**What the task requires:**
When the word "TextPanel" appears in a line of the data below, list that line.

** Opening Data block **

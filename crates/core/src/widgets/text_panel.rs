//! Padded text panel.

use crate::behavior::{Behavior, WidgetCtx};
use crate::error::GeometryError;
use crate::theme::Theme;
use crate::tree::Node;
use crate::types::{ColorPair, Point, Size, TextStyle};

use super::text_size;

/// Multi-line text inside a padded, themed panel.
///
/// Text outside the padded interior is clipped. Size the widget with
/// [`TextPanel::min_size`] to show all of it.
#[derive(Debug, Clone)]
pub struct TextPanel {
    text: String,
    padding_y: u16,
    padding_x: u16,
    color: ColorPair,
}

fn check_padding(p: i32) -> Result<u16, GeometryError> {
    if p < 0 {
        return Err(GeometryError::NegativePadding(p));
    }
    Ok(u16::try_from(p).unwrap_or(u16::MAX))
}

impl TextPanel {
    pub fn new(text: impl Into<String>) -> Self {
        Self {
            text: text.into(),
            padding_y: 1,
            padding_x: 1,
            color: Theme::default().panel,
        }
    }

    pub fn with_theme(mut self, theme: &Theme) -> Self {
        self.color = theme.panel;
        self
    }

    pub fn with_padding(mut self, padding_y: i32, padding_x: i32) -> Result<Self, GeometryError> {
        self.padding_y = check_padding(padding_y)?;
        self.padding_x = check_padding(padding_x)?;
        Ok(self)
    }

    pub fn text(&self) -> &str {
        &self.text
    }

    /// `(padding_y, padding_x)`
    pub fn padding(&self) -> (u16, u16) {
        (self.padding_y, self.padding_x)
    }

    /// Change padding. Negative values are rejected and nothing changes.
    pub fn set_padding(&mut self, node: &mut Node, padding_y: i32, padding_x: i32) -> Result<(), GeometryError> {
        let y = check_padding(padding_y)?;
        let x = check_padding(padding_x)?;
        self.padding_y = y;
        self.padding_x = x;
        self.render(node);
        Ok(())
    }

    pub fn set_text(&mut self, node: &mut Node, text: impl Into<String>) {
        self.text = text.into();
        self.render(node);
    }

    pub fn set_theme(&mut self, node: &mut Node, theme: &Theme) {
        self.color = theme.panel;
        self.render(node);
    }

    /// Smallest size that shows all text with the current padding.
    pub fn min_size(&self) -> Size {
        let text = text_size(&self.text);
        Size::new(
            text.height.saturating_add(self.padding_y.saturating_mul(2)),
            text.width.saturating_add(self.padding_x.saturating_mul(2)),
        )
    }

    fn render(&self, node: &mut Node) {
        node.set_default_color_pair(self.color);
        node.clear();

        let size = node.size();
        let inner_rows = size.height.saturating_sub(self.padding_y.saturating_mul(2)) as usize;
        let inner_cols = size.width.saturating_sub(self.padding_x.saturating_mul(2)) as usize;
        for (i, line) in self.text.lines().take(inner_rows).enumerate() {
            let clipped: String = line.chars().take(inner_cols).collect();
            node.add_str(
                Point::new(self.padding_y as i32 + i as i32, self.padding_x as i32),
                &clipped,
                TextStyle::default(),
            );
        }
    }
}

impl Behavior for TextPanel {
    fn on_size(&mut self, ctx: &mut WidgetCtx<'_>) {
        if let Some(node) = ctx.node_mut() {
            self.render(node);
        }
    }
}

** Closing Data block **

**Solved exercise:**
/// [`TextPanel::min_size`] to show all of it.
pub struct TextPanel {
impl TextPanel {
impl Behavior for TextPanel {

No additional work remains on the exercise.